On 7 April 2015, the Dutch Minister of Finance wrote a letter to the parliament asserting that new legislation clarifying the parameters of this reporting obligation is not necessary. The Minister outlined the current framework of legislation and regulations and explained that ‘any’ fraud has to be reported to the identifiable ‘users’ of the information provided by accountants. In case of the Accountancy Division’s decision, the tax authorities were users of the accountant’s information, as the accountant had filed for tax refunds on behalf of the farmer who committed fraud.
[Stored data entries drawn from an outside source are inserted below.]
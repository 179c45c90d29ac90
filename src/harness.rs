//! Adaptive timing loop
//!
//! ```text
//! ┌──────────┐    ┌──────────────┐    ┌───────────────┐    ┌──────────┐
//! │ Factory  │───▶│ PreparedSlot │───▶│ timed execute │───▶│  Sample  │
//! │ (fresh)  │    │  (prepare)   │    │ (Instant)     │    │ (+= dt)  │
//! └──────────┘    └──────────────┘    └───────────────┘    └──────────┘
//!       ▲                                                       │
//!       └──────────────── until elapsed > window ───────────────┘
//! ```
//!
//! Only the execute step is timed. Preparation, including cache refills and
//! dropping the previous container, happens outside the measured region.

use std::time::{Duration, Instant};

use crate::bench::Sequencer;
use crate::container::{ArrayList, ContainerKind, LinkedList, SeqContainer};
use crate::core_types::{Element, ITERATION_CEILING, MIN_WINDOW};
use crate::error::BenchError;
use crate::operation::{Operation, PreparedSlot};
use crate::perf::Sample;

/// Target for per-repeat events, switched off unless tracing is enabled
pub const REPEAT_TARGET: &str = "list_bench::repeat";

/// Samples for one container strategy across the size sweep
#[derive(Debug, Clone)]
pub struct ContainerRow {
    pub container: ContainerKind,
    pub samples: Vec<Sample>,
}

/// Everything measured for one operation
#[derive(Debug, Clone)]
pub struct OperationReport {
    pub operation: Operation,
    pub sizes: Vec<usize>,
    pub rows: Vec<ContainerRow>,
}

/// Drives the adaptive timing loop
#[derive(Debug, Clone)]
pub struct Harness {
    min_window: Duration,
    iteration_ceiling: u64,
    self_check: bool,
}

impl Harness {
    /// Harness with the standard window and overflow guard
    pub fn new(self_check: bool) -> Self {
        Self {
            min_window: MIN_WINDOW,
            iteration_ceiling: ITERATION_CEILING,
            self_check,
        }
    }

    pub fn with_window(mut self, min_window: Duration) -> Self {
        self.min_window = min_window;
        self
    }

    pub fn with_iteration_ceiling(mut self, iteration_ceiling: u64) -> Self {
        self.iteration_ceiling = iteration_ceiling;
        self
    }

    /// Repeat prepare + timed execute until the accumulated execute time
    /// exceeds the window.
    ///
    /// # Errors
    /// - [`BenchError::InvalidSize`] for `size == 0`
    /// - [`BenchError::IterationCeiling`] if the guard is reached first
    /// - anything `execute` raises (self-check, container faults)
    pub fn measure<C, F>(
        &self,
        mut factory: F,
        op: Operation,
        slot: &mut PreparedSlot<C>,
        size: usize,
    ) -> Result<Sample, BenchError>
    where
        C: SeqContainer<Element>,
        F: FnMut() -> C,
    {
        if size == 0 {
            return Err(BenchError::InvalidSize(size));
        }

        let mut sample = Sample::new(size);
        loop {
            let container = slot.prepare(op, factory(), size);

            let start = Instant::now();
            op.execute(container, size, self.self_check)?;
            let elapsed = start.elapsed();

            sample.record(elapsed);
            tracing::debug!(
                target: REPEAT_TARGET,
                operation = op.name(),
                container = C::NAME,
                size,
                repeat = sample.iterations(),
                elapsed_ns = elapsed.as_nanos() as u64
            );

            if sample.elapsed() > self.min_window {
                return Ok(sample);
            }
            if sample.iterations() >= self.iteration_ceiling {
                return Err(BenchError::IterationCeiling {
                    operation: op.name(),
                    container: C::NAME,
                    size,
                    iterations: sample.iterations(),
                    elapsed: sample.elapsed(),
                });
            }
        }
    }

    /// Measure one container strategy over every size, sharing one
    /// prepared-container cache across the sweep.
    pub fn measure_sizes<C>(
        &self,
        op: Operation,
        sizes: &[usize],
    ) -> Result<Vec<Sample>, BenchError>
    where
        C: SeqContainer<Element>,
    {
        let mut slot = PreparedSlot::<C>::new();
        let mut samples = Vec::with_capacity(sizes.len());
        for &size in sizes {
            if !Sequencer::covers_all(size) {
                tracing::warn!(
                    "[{}] size {} shares a factor with stride {}: index walk repeats positions",
                    op,
                    size,
                    Sequencer::STRIDE
                );
            }
            let sample = self.measure(C::default, op, &mut slot, size)?;
            tracing::info!(
                operation = op.name(),
                container = C::NAME,
                size,
                iterations = sample.iterations(),
                elapsed_ms = sample.elapsed().as_millis() as u64,
                throughput = sample.throughput().unwrap_or(0),
                "measured"
            );
            samples.push(sample);
        }
        tracing::debug!("[{}] {} prepared fills: {}", op, C::NAME, slot.fills());
        Ok(samples)
    }

    /// Measure `op` on every container strategy over every size.
    pub fn run_operation(
        &self,
        op: Operation,
        sizes: &[usize],
    ) -> Result<OperationReport, BenchError> {
        let mut rows = Vec::with_capacity(ContainerKind::ALL.len());
        for container in ContainerKind::ALL {
            let samples = match container {
                ContainerKind::Array => self.measure_sizes::<ArrayList<Element>>(op, sizes)?,
                ContainerKind::Linked => self.measure_sizes::<LinkedList<Element>>(op, sizes)?,
            };
            rows.push(ContainerRow { container, samples });
        }
        Ok(OperationReport {
            operation: op,
            sizes: sizes.to_vec(),
            rows,
        })
    }
}

#[cfg(test)]
mod tests {
    use super::*;
    use crate::operation::Mode;

    fn quick() -> Harness {
        Harness::new(true).with_window(Duration::from_millis(2))
    }

    #[test]
    fn test_measure_crosses_window() {
        let harness = quick();
        let mut slot = PreparedSlot::new();
        let sample = harness
            .measure(ArrayList::new, Operation::AddLast, &mut slot, 1_000)
            .unwrap();
        assert!(sample.elapsed() > Duration::from_millis(2));
        assert!(sample.iterations() >= 1);
        assert!(sample.throughput().unwrap() > 0);
    }

    #[test]
    fn test_measure_zero_size_rejected() {
        let mut slot = PreparedSlot::<ArrayList<Element>>::new();
        let err = quick()
            .measure(ArrayList::new, Operation::Get, &mut slot, 0)
            .unwrap_err();
        assert!(matches!(err, BenchError::InvalidSize(0)));
    }

    #[test]
    fn test_iteration_ceiling_is_fatal() {
        let harness = Harness::new(true)
            .with_window(Duration::from_secs(3_600))
            .with_iteration_ceiling(3);
        let mut slot = PreparedSlot::new();
        let err = harness
            .measure(LinkedList::new, Operation::AddFirst, &mut slot, 10)
            .unwrap_err();
        match err {
            BenchError::IterationCeiling {
                operation,
                container,
                size,
                iterations,
                ..
            } => {
                assert_eq!(operation, "AddFIRST");
                assert_eq!(container, "LinkedList");
                assert_eq!(size, 10);
                assert_eq!(iterations, 3);
            }
            other => panic!("unexpected error: {}", other),
        }
    }

    /// Delete refills each repeat; every repeat still starts full
    #[test]
    fn test_measure_delete_refills_every_repeat() {
        let harness = quick();
        let mut slot = PreparedSlot::new();
        let sample = harness
            .measure(ArrayList::new, Operation::Delete(Mode::Middle), &mut slot, 100)
            .unwrap();
        assert_eq!(slot.fills(), sample.iterations());
    }

    /// Sort fills once; later repeats reuse the sorted container
    #[test]
    fn test_measure_sort_fills_once() {
        let harness = quick();
        let mut slot = PreparedSlot::new();
        let sample = harness
            .measure(LinkedList::new, Operation::Sort, &mut slot, 100)
            .unwrap();
        assert!(sample.iterations() >= 1);
        assert_eq!(slot.fills(), 1);
    }

    #[test]
    fn test_run_operation_rows() {
        let report = quick().run_operation(Operation::Get, &[10, 100]).unwrap();
        assert_eq!(report.sizes, vec![10, 100]);
        assert_eq!(report.rows.len(), 2);
        assert_eq!(report.rows[0].container, ContainerKind::Array);
        assert_eq!(report.rows[1].container, ContainerKind::Linked);
        for row in &report.rows {
            assert_eq!(row.samples.len(), 2);
            assert!(row.samples.iter().all(|s| s.throughput().unwrap() > 0));
        }
    }
}
//! Performance Metrics - accumulated timing for one measurement
//!
//! A [`Sample`] covers one (operation, container, size) triple.

use std::time::Duration;

use crate::core_types::Throughput;

const NANOS_PER_MILLI: u128 = 1_000_000;

/// Accumulated execute time and repeat count for one triple
#[derive(Debug, Clone, Copy, PartialEq, Eq)]
pub struct Sample {
    size: usize,
    iterations: u64,
    elapsed: Duration,
}

impl Sample {
    pub fn new(size: usize) -> Self {
        Sample {
            size,
            iterations: 0,
            elapsed: Duration::ZERO,
        }
    }

    /// Add one timed execute
    #[inline]
    pub fn record(&mut self, elapsed: Duration) {
        self.iterations += 1;
        self.elapsed += elapsed;
    }

    pub fn size(&self) -> usize {
        self.size
    }

    pub fn iterations(&self) -> u64 {
        self.iterations
    }

    pub fn elapsed(&self) -> Duration {
        self.elapsed
    }

    /// Operations per millisecond: `iterations * size / elapsed_ms`, integer
    /// division, evaluated at nanosecond resolution.
    ///
    /// `None` until some time has been recorded.
    pub fn throughput(&self) -> Option<Throughput> {
        let nanos = self.elapsed.as_nanos();
        if nanos == 0 {
            return None;
        }
        let ops = self.iterations as u128 * self.size as u128;
        let rate = ops * NANOS_PER_MILLI / nanos;
        Some(Throughput::try_from(rate).unwrap_or(Throughput::MAX))
    }
}

#[cfg(test)]
mod tests {
    use super::*;

    #[test]
    fn test_throughput_requires_elapsed() {
        let sample = Sample::new(1_000);
        assert_eq!(sample.throughput(), None);

        let mut sample = Sample::new(1_000);
        sample.record(Duration::ZERO);
        assert_eq!(sample.iterations(), 1);
        assert_eq!(sample.throughput(), None);
    }

    #[test]
    fn test_throughput_integer_division() {
        let mut sample = Sample::new(1_000);
        for _ in 0..3 {
            sample.record(Duration::from_millis(400));
        }
        // 3 * 1000 ops / 1200 ms = 2.5 -> 2
        assert_eq!(sample.elapsed(), Duration::from_millis(1_200));
        assert_eq!(sample.throughput(), Some(2));
    }

    #[test]
    fn test_throughput_sub_millisecond_repeats() {
        let mut sample = Sample::new(100_000);
        for _ in 0..2_000 {
            sample.record(Duration::from_micros(501));
        }
        // 2e8 ops over 1002 ms
        assert_eq!(sample.throughput(), Some(199_600));
    }
}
The Minister further explained that pursuant to article 16 of the Accountants Code of Conduct and Practice, an accountant has the obligation to maintain confidentiality, unless there is a legal or professional right or obligation to disclose such information to third parties. An obligation to disclose exists when an accountant must avoid being connected with substantive incorrect information, such as fraud. Accountants must distance themselves from such information through an oral announcement to the identifiable ‘users’ of its information and a written note in the respective files.
The Minister’s letter did not tie this disclosure obligation to the size of the fraud, but stated that any substantive incorrect information, such as fraud, must be disclosed. The obligation to report is thus not limited to ‘substantial’ fraud, as stated in the Accountancy Division’s decision.